Classifiers can also be used for assignment, routing, anti-spam, and many other workflows.

You train a classifier by adding new “tagged” examples. Tags teach a classifier how to recognize special entities in text: dates, times, durations, numbers, organizations, workers, contacts, contact methods, statuses, record types, and so on.

A major advantage of these predictions being made from within Cerb is the tight integration between entities and your data.

With third-party classification services (e.g.,, Amazon Lex) the named entity information from workers and clients needs to be integrated and constantly synced. You need to teach those services who your clients are, who your workers are, what record types are available, what statuses are available, and everything else.
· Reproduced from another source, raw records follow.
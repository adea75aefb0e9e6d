//! LATMON 도메인 모델.
//!
//! 데이터셋 레코드, 집계 요청/응답 구조체를 정의한다.
//! 모든 모델은 `serde` Serialize/Deserialize를 구현한다.

pub mod report;
pub mod telemetry;
//! 설정 로드.
//!
//! 우선순위: 기본값 → TOML 설정 파일 → 환경 변수 (`LATMON_WEB__PORT=9000`).
//! CLI 인자 오버라이드는 앱 crate에서 마지막에 적용한다.

use config::{Config, Environment, File, FileFormat};
use std::path::{Path, PathBuf};
use tracing::{debug, info};

use crate::config::AppConfig;
use crate::error::CoreError;

/// 환경 변수 접두사
pub const ENV_PREFIX: &str = "LATMON";

/// 중첩 키 구분자 (`web.port` → `WEB__PORT`)
const ENV_SEPARATOR: &str = "__";

/// 설정 로더
#[derive(Debug, Clone)]
pub struct ConfigLoader {
    /// 설정 파일 경로 (선택)
    file: Option<PathBuf>,
    /// 환경 변수 접두사
    env_prefix: String,
}

impl ConfigLoader {
    /// 기본 로더 (파일 없음, `LATMON` 접두사)
    pub fn new() -> Self {
        Self {
            file: None,
            env_prefix: ENV_PREFIX.to_string(),
        }
    }

    /// 설정 파일 지정
    pub fn with_file(mut self, path: impl Into<PathBuf>) -> Self {
        self.file = Some(path.into());
        self
    }

    /// 환경 변수 접두사 변경
    pub fn with_env_prefix(mut self, prefix: impl Into<String>) -> Self {
        self.env_prefix = prefix.into();
        self
    }

    /// 설정 파일 경로 반환
    pub fn file(&self) -> Option<&Path> {
        self.file.as_deref()
    }

    /// 상대 경로 해석 기준 디렉토리
    ///
    /// 설정 파일이 있으면 그 디렉토리, 없으면 현재 디렉토리.
    pub fn base_dir(&self) -> PathBuf {
        self.file
            .as_deref()
            .and_then(Path::parent)
            .filter(|p| !p.as_os_str().is_empty())
            .map(Path::to_path_buf)
            .unwrap_or_else(|| PathBuf::from("."))
    }

    /// 설정 로드
    pub fn load(&self) -> Result<AppConfig, CoreError> {
        let mut builder = Config::builder();

        if let Some(path) = &self.file {
            if !path.exists() {
                return Err(CoreError::Config(format!(
                    "설정 파일을 찾을 수 없음: {}",
                    path.display()
                )));
            }
            builder = builder.add_source(File::from(path.as_path()).format(FileFormat::Toml));
            info!("설정 파일 로드: {}", path.display());
        }

        builder = builder.add_source(
            Environment::with_prefix(&self.env_prefix)
                .prefix_separator("_")
                .separator(ENV_SEPARATOR)
                .try_parsing(true),
        );

        let config: AppConfig = builder.build()?.try_deserialize()?;
        debug!("설정 로드 완료: {:?}", config);
        Ok(config)
    }
}

impl Default for ConfigLoader {
    fn default() -> Self {
        Self::new()
    }
}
When you add or modify a record (organization, contact, worker, plugins), you’d then need to make those changes available to those classification services, rebuild your training model, and perform other tedious steps.

In Cerb we’ve handled all of that for you.
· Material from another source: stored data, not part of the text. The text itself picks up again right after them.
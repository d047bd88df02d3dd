//! Low-fidelity page rendering for policy previews.
//!
//! Only raster images are drawn: each placed image is decoded, scaled
//! into its placement rectangle and composited onto a white page-sized
//! canvas at 1 pt = 1 px. Text and vector graphics are not rasterized,
//! which is enough to judge how a manga page's artwork fills the page.

use std::path::Path;

use image::imageops::{self, FilterType};
use image::{DynamicImage, GrayImage, ImageFormat, Rgb, RgbImage};
use lopdf::{Object, Stream};
use mangaclean_core::{CleanError, Ctm};
use mangaclean_parse::{ContentHandler, ImageEvent, InterpretOptions};
use tracing::{debug, warn};

use crate::Document;

/// Largest canvas or placement side, in pixels.
const MAX_SIDE: u32 = 10_000;

/// A rendered preview page.
#[derive(Debug, Clone)]
pub struct Preview {
    /// Index of the rendered page.
    pub page_index: usize,
    pub image: RgbImage,
}

impl Preview {
    /// Write the rendering as a PNG file.
    pub fn save_png(&self, path: impl AsRef<Path>) -> Result<(), CleanError> {
        let path = path.as_ref();
        self.image
            .save_with_format(path, ImageFormat::Png)
            .map_err(|e| CleanError::Image(format!("failed to write {}: {e}", path.display())))
    }
}

/// Page shown in previews: the third page when there are more than
/// three, otherwise the last one.
pub fn preview_page_index(page_count: usize) -> Option<usize> {
    match page_count {
        0 => None,
        n if n > 3 => Some(2),
        n => Some(n - 1),
    }
}

/// Render the preview page of a document, or `None` if it has no pages.
pub fn render_preview(doc: &Document) -> Result<Option<Preview>, CleanError> {
    let Some(page_index) = preview_page_index(doc.page_count()) else {
        return Ok(None);
    };
    let image = render_page(doc, page_index)?;
    Ok(Some(Preview { page_index, image }))
}

#[derive(Default)]
struct ImageCollector {
    images: Vec<ImageEvent>,
}

impl ContentHandler for ImageCollector {
    fn on_image(&mut self, event: ImageEvent) {
        self.images.push(event);
    }
}

/// Render one page's placed images onto a white canvas.
pub fn render_page(doc: &Document, index: usize) -> Result<RgbImage, CleanError> {
    let media_box = doc.media_box(index)?;
    let canvas_w = clamp_side(media_box.width());
    let canvas_h = clamp_side(media_box.height());
    let mut canvas = RgbImage::from_pixel(canvas_w, canvas_h, Rgb([255, 255, 255]));

    let mut collector = ImageCollector::default();
    doc.backend()
        .interpret_page(index, &mut collector, &InterpretOptions::default())?;

    for event in collector.images {
        let (min_x, min_y, max_x, max_y) = Ctm::from_array(event.ctm).unit_square_bounds();
        let width = clamp_side(max_x - min_x);
        let height = clamp_side(max_y - min_y);
        let left = (min_x - media_box.x0).round() as i64;
        let top = (media_box.y1 - max_y).round() as i64;

        let decoded = doc
            .backend()
            .image_stream(event.object_id)
            .map_err(CleanError::from)
            .and_then(decode_image);
        let decoded = match decoded {
            Ok(img) => img,
            Err(e) => {
                warn!(page = index, image = %event.name, error = %e, "image skipped in preview");
                continue;
            }
        };
        debug!(page = index, image = %event.name, left, top, width, height, "compositing");
        let scaled = imageops::resize(&decoded.to_rgb8(), width, height, FilterType::Triangle);
        imageops::overlay(&mut canvas, &scaled, left, top);
    }
    Ok(canvas)
}

fn clamp_side(points: f64) -> u32 {
    if points.is_finite() {
        (points.round().max(1.0) as u32).min(MAX_SIDE)
    } else {
        1
    }
}

/// Decode an image XObject stream.
///
/// Supports JPEG (`DCTDecode`) and 8-bit DeviceGray / DeviceRGB /
/// DeviceCMYK samples, raw or behind a filter lopdf can decompress.
pub fn decode_image(stream: &Stream) -> Result<DynamicImage, CleanError> {
    let dict = &stream.dict;
    let filters: Vec<&[u8]> = match dict.get(b"Filter") {
        Ok(Object::Name(name)) => vec![name.as_slice()],
        Ok(Object::Array(items)) => items.iter().filter_map(|o| o.as_name().ok()).collect(),
        _ => Vec::new(),
    };
    if filters == [b"DCTDecode".as_slice()] {
        return image::load_from_memory_with_format(&stream.content, ImageFormat::Jpeg)
            .map_err(|e| CleanError::Image(format!("failed to decode JPEG image: {e}")));
    }

    let dimension = |key: &[u8]| {
        dict.get(key)
            .ok()
            .and_then(|o| o.as_i64().ok())
            .and_then(|v| u32::try_from(v).ok())
            .filter(|v| *v > 0)
            .ok_or_else(|| CleanError::Image(format!("image has no valid /{}", String::from_utf8_lossy(key))))
    };
    let width = dimension(b"Width")?;
    let height = dimension(b"Height")?;
    let bits = dict
        .get(b"BitsPerComponent")
        .ok()
        .and_then(|o| o.as_i64().ok())
        .unwrap_or(8);
    if bits != 8 {
        return Err(CleanError::Image(format!("unsupported {bits}-bit image")));
    }

    let data = if filters.is_empty() {
        stream.content.clone()
    } else {
        stream
            .decompressed_content()
            .map_err(|e| CleanError::Image(format!("failed to decompress image: {e}")))?
    };

    let pixels = width as usize * height as usize;
    let color_space = dict
        .get(b"ColorSpace")
        .ok()
        .and_then(|o| o.as_name().ok())
        .unwrap_or(b"");
    let components = match color_space {
        b"DeviceGray" | b"G" => 1,
        b"DeviceRGB" | b"RGB" => 3,
        b"DeviceCMYK" | b"CMYK" => 4,
        // ICC-based or indexed: guess from the sample count.
        _ if data.len() >= pixels * 3 => 3,
        _ => 1,
    };
    if data.len() < pixels * components {
        return Err(CleanError::Image(format!(
            "image data too short: {} bytes for {width}x{height}x{components}",
            data.len()
        )));
    }

    let image = match components {
        1 => GrayImage::from_raw(width, height, data[..pixels].to_vec()).map(DynamicImage::ImageLuma8),
        3 => RgbImage::from_raw(width, height, data[..pixels * 3].to_vec()).map(DynamicImage::ImageRgb8),
        _ => {
            let rgb = data[..pixels * 4]
                .chunks_exact(4)
                .flat_map(|cmyk| {
                    let k = 255 - u16::from(cmyk[3]);
                    [0, 1, 2].map(|i| ((255 - u16::from(cmyk[i])) * k / 255) as u8)
                })
                .collect();
            RgbImage::from_raw(width, height, rgb).map(DynamicImage::ImageRgb8)
        }
    };
    image.ok_or_else(|| CleanError::Image("image buffer size mismatch".to_string()))
}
We’ve also made training easy. From a classifier’s card, a worker can type some text and see the current prediction and extracted entities. The same text can be quickly tagged and converted into a new training example to improve future predictions.

We currently utilize statistical classification using Naive Bayes for its advantages: speed, simplicity, the ability to work well with few training examples, and for "online learning" (which doesn't require the model to be completely rebuilt to incorporate new training data).

In the near future, we're also planning to support other statistical classification models like Support Vector Machines (SVM) and neural networks. We'll also be extending classifiers with options like n-gram tokens (to better handle a sentiment like "not bad"), more entities (phone numbers, places, IPs), and much more.